» PROBLEM TO WORK ON: The answer must be a single number: how many lines below contain "messages".
*** Opening of DATASET ***
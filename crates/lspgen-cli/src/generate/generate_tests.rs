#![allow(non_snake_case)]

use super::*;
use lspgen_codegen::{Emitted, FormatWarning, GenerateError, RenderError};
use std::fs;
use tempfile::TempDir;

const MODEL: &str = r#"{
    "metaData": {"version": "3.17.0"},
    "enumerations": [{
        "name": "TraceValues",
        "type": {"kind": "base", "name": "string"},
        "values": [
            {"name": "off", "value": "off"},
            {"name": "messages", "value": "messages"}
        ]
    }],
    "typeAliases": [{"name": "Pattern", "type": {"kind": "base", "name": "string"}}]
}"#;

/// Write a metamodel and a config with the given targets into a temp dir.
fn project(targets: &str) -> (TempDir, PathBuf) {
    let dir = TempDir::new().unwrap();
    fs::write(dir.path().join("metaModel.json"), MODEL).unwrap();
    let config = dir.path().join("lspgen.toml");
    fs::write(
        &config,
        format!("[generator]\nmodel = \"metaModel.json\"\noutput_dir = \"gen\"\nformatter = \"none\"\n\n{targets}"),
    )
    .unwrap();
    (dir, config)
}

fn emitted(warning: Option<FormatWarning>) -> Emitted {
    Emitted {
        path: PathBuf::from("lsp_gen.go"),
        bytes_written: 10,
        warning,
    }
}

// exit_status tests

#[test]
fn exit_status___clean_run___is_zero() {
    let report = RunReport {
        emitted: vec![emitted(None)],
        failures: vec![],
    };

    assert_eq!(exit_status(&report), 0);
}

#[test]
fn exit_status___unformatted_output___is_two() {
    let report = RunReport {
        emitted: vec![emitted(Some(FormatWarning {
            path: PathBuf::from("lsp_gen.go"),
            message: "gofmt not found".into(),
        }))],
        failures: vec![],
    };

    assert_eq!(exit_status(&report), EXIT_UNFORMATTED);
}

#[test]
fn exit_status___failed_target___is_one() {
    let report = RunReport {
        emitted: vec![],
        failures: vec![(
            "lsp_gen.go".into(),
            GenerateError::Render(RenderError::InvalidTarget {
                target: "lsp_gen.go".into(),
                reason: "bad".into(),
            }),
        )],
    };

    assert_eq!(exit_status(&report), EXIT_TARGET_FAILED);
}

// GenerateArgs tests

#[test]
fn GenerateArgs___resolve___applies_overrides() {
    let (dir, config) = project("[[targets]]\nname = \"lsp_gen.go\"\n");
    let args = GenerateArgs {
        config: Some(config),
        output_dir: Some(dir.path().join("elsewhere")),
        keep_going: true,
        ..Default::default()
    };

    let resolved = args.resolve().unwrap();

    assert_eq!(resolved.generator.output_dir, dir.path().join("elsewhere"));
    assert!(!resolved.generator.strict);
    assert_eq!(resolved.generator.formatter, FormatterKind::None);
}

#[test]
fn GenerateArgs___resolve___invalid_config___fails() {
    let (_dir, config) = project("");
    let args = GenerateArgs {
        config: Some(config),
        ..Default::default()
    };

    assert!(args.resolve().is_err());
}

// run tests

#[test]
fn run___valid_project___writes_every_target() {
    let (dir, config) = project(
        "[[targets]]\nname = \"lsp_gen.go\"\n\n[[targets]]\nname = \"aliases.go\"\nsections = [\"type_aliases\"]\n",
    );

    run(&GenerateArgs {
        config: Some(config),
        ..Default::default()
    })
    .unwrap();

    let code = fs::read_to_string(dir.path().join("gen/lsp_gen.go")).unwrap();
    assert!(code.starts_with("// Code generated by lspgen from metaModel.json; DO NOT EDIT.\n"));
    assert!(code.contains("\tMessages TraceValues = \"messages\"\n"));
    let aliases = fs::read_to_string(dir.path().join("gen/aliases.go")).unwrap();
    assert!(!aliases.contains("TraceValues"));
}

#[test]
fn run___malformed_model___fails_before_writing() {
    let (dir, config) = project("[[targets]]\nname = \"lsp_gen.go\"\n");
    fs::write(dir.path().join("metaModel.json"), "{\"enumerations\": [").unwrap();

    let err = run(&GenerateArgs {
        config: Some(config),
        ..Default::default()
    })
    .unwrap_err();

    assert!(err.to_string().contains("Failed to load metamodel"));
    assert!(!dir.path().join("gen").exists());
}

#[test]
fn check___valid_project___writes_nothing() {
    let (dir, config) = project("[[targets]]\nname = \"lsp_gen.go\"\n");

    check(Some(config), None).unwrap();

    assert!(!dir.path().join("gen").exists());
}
*** Close of DATASET ***
*** Opening of DATASET ***
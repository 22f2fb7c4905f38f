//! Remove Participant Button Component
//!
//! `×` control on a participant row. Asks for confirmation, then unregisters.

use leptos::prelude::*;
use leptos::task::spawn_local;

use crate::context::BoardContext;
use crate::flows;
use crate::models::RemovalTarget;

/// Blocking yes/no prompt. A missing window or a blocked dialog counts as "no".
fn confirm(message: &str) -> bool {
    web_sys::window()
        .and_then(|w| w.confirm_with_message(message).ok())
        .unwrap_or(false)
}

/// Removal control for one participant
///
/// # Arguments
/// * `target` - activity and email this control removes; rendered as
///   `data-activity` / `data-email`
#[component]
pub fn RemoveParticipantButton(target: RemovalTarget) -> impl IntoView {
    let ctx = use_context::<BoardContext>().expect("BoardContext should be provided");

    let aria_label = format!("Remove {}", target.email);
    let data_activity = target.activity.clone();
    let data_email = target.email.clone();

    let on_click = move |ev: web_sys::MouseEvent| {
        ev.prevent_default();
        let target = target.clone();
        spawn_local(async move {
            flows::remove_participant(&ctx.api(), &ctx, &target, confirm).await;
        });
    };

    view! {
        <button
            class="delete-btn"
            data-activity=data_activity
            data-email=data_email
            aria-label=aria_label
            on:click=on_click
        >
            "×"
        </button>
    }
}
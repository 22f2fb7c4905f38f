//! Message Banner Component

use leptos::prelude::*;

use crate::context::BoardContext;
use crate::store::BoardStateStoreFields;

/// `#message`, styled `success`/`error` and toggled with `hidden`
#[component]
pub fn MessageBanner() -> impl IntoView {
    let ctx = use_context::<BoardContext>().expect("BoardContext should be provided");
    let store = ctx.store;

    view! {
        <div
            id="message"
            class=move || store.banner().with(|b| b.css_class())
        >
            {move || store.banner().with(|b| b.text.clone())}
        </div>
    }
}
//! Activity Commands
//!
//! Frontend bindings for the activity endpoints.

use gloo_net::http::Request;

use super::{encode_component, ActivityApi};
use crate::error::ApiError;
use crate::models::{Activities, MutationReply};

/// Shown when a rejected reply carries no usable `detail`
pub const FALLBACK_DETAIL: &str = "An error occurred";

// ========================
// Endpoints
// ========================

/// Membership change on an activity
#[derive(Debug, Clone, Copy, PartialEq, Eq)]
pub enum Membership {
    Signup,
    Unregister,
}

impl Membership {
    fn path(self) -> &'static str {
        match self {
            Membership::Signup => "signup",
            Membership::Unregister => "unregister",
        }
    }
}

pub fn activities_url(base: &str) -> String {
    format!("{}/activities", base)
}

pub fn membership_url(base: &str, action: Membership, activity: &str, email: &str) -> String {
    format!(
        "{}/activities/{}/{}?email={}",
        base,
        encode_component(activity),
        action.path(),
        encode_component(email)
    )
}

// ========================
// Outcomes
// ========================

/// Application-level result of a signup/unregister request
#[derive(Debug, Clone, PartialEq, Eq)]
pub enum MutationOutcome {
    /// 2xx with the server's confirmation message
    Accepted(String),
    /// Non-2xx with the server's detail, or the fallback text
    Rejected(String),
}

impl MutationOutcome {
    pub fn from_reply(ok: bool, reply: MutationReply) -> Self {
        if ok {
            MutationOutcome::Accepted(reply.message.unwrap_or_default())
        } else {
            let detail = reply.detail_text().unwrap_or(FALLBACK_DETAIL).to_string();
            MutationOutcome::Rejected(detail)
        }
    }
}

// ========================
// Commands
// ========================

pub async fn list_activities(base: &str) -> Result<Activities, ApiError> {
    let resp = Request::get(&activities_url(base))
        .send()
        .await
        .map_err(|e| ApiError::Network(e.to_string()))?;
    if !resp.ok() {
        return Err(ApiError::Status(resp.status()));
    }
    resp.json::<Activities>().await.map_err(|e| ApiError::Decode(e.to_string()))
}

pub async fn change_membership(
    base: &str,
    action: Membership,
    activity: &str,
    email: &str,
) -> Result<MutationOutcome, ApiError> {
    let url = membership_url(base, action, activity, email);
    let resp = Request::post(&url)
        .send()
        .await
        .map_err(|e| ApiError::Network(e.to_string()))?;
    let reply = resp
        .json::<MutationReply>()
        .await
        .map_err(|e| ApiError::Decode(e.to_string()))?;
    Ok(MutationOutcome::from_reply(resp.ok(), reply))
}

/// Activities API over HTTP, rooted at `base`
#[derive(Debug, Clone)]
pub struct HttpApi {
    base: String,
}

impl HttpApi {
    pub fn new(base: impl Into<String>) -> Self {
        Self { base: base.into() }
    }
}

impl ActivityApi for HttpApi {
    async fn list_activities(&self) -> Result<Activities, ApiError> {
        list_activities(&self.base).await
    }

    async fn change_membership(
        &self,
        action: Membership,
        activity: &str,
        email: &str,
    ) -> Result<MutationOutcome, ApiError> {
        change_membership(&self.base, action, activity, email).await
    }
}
*** Close of DATASET ***
*** Opening of DATASET ***
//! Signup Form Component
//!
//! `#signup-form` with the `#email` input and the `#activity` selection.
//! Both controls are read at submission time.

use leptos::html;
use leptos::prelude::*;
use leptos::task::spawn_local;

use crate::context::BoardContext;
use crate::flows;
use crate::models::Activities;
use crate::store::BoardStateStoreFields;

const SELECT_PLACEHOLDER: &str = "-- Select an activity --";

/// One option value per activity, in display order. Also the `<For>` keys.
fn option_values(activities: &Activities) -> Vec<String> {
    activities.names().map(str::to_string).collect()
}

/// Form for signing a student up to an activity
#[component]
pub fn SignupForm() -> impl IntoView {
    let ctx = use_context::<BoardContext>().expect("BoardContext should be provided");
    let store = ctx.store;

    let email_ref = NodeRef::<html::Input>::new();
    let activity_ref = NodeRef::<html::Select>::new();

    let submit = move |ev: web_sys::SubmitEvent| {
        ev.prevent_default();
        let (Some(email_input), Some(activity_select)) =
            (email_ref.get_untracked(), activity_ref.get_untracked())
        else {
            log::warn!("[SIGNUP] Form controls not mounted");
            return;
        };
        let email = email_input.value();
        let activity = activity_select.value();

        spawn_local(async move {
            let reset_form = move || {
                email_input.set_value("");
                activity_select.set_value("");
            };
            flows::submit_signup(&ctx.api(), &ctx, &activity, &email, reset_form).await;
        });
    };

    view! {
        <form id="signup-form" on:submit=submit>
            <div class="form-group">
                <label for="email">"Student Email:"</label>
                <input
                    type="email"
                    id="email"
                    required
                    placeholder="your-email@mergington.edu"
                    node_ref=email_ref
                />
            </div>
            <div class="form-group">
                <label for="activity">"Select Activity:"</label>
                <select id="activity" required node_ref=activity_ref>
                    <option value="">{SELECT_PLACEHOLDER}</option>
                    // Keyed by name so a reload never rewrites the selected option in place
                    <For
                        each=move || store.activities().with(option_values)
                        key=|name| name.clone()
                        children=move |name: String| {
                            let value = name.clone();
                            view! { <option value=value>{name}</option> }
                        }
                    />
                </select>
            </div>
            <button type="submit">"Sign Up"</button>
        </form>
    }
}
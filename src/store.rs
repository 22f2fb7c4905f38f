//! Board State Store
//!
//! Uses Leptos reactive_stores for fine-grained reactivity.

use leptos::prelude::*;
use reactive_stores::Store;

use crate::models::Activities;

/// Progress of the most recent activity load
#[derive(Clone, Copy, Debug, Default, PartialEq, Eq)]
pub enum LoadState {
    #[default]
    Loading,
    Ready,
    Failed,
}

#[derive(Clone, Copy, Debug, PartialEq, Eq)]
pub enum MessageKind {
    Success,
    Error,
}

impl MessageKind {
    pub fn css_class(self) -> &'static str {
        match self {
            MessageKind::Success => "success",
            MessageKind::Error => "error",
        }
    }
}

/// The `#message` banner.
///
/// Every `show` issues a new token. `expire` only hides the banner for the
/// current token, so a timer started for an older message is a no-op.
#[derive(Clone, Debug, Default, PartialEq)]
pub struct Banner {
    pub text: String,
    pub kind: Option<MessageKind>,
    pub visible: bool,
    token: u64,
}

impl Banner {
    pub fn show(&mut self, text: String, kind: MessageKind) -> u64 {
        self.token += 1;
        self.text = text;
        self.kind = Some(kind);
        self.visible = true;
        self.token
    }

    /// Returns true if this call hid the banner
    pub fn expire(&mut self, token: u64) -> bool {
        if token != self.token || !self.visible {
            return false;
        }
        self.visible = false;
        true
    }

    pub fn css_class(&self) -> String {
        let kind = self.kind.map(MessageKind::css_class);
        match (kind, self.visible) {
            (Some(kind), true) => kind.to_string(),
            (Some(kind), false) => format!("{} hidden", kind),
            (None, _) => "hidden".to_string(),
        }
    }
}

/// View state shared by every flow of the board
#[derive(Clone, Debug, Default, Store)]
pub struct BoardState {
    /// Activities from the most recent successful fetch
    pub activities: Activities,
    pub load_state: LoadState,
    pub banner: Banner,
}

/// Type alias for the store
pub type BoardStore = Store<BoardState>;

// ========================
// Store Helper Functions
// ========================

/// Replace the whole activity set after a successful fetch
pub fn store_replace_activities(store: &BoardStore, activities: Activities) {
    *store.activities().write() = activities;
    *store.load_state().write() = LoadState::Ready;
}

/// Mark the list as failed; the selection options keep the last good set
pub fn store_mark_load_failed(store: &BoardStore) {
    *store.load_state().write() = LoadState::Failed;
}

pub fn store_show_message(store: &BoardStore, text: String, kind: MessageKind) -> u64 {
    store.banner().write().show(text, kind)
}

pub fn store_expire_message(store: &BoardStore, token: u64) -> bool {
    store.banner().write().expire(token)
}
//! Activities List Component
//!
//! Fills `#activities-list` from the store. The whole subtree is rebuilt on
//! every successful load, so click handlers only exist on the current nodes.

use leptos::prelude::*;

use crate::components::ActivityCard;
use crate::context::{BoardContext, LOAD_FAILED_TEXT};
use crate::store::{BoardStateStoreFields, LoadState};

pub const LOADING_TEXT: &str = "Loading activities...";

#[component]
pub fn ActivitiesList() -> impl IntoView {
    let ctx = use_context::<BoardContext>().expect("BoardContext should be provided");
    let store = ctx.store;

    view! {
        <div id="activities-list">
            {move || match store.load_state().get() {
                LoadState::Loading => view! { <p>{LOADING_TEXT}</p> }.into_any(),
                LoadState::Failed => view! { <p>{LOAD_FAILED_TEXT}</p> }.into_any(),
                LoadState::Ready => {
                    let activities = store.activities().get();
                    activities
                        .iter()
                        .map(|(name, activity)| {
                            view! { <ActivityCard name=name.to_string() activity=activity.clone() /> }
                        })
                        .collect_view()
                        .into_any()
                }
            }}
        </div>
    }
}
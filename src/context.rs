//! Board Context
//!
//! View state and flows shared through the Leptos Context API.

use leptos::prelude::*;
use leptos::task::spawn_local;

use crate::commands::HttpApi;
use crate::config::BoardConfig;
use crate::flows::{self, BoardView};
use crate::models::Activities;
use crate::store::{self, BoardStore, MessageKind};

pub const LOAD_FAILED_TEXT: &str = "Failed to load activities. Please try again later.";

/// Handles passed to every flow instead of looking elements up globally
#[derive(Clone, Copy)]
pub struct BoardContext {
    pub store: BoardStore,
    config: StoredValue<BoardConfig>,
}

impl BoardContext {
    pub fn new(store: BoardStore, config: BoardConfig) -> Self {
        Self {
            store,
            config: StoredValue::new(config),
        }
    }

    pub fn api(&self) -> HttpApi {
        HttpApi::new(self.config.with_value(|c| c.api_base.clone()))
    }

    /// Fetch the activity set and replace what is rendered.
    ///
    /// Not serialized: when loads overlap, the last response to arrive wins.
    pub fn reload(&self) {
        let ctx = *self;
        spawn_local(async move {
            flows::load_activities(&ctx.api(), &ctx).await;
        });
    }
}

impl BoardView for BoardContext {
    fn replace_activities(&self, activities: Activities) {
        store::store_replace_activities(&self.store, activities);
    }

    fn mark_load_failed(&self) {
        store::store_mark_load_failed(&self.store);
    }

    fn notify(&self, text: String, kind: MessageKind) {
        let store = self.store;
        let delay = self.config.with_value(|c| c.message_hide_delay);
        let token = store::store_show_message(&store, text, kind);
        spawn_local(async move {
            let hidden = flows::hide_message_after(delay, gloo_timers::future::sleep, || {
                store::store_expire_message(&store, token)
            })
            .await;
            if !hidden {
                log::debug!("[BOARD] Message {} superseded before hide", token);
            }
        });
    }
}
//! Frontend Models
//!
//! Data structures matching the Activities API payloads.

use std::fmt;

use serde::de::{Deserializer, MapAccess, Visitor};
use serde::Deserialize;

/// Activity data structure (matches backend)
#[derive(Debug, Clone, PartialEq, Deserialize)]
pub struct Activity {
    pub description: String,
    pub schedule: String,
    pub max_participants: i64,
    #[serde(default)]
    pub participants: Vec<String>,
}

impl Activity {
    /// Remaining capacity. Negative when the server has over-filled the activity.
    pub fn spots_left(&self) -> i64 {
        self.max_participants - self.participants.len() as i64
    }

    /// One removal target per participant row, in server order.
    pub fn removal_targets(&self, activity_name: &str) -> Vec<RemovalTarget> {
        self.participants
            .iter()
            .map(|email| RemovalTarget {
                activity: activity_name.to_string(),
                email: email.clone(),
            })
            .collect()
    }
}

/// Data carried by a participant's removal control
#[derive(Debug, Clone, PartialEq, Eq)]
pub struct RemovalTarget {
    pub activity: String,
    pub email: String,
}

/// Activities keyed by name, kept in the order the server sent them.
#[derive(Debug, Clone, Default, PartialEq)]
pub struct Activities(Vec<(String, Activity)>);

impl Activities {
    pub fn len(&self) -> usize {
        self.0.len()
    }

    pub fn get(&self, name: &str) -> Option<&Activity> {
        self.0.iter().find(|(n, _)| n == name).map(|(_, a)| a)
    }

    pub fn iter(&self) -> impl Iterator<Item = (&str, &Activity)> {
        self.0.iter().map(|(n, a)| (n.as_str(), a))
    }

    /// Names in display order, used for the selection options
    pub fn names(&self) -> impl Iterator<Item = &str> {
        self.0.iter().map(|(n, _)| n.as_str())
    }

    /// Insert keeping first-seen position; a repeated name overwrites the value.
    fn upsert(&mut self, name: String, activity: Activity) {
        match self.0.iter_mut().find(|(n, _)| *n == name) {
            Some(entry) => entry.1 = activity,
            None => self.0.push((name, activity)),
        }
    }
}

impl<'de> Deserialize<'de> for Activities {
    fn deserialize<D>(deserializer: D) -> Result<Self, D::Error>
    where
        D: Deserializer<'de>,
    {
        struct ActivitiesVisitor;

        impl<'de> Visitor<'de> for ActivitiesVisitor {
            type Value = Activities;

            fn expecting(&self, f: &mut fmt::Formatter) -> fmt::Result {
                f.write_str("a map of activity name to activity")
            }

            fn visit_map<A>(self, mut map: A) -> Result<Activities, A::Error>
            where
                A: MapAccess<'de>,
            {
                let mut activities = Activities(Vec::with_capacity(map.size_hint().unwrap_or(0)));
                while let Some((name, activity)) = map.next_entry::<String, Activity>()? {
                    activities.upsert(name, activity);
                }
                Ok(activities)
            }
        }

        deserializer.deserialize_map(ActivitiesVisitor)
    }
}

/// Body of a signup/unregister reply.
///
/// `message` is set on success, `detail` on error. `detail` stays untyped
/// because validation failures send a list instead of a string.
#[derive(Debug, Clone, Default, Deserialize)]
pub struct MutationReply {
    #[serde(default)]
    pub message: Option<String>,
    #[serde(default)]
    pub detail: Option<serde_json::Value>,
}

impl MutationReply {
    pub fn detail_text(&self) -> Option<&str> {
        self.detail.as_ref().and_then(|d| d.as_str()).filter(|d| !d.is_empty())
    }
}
*** Close of DATASET ***
» RESPONSE TO THIS TASK: 2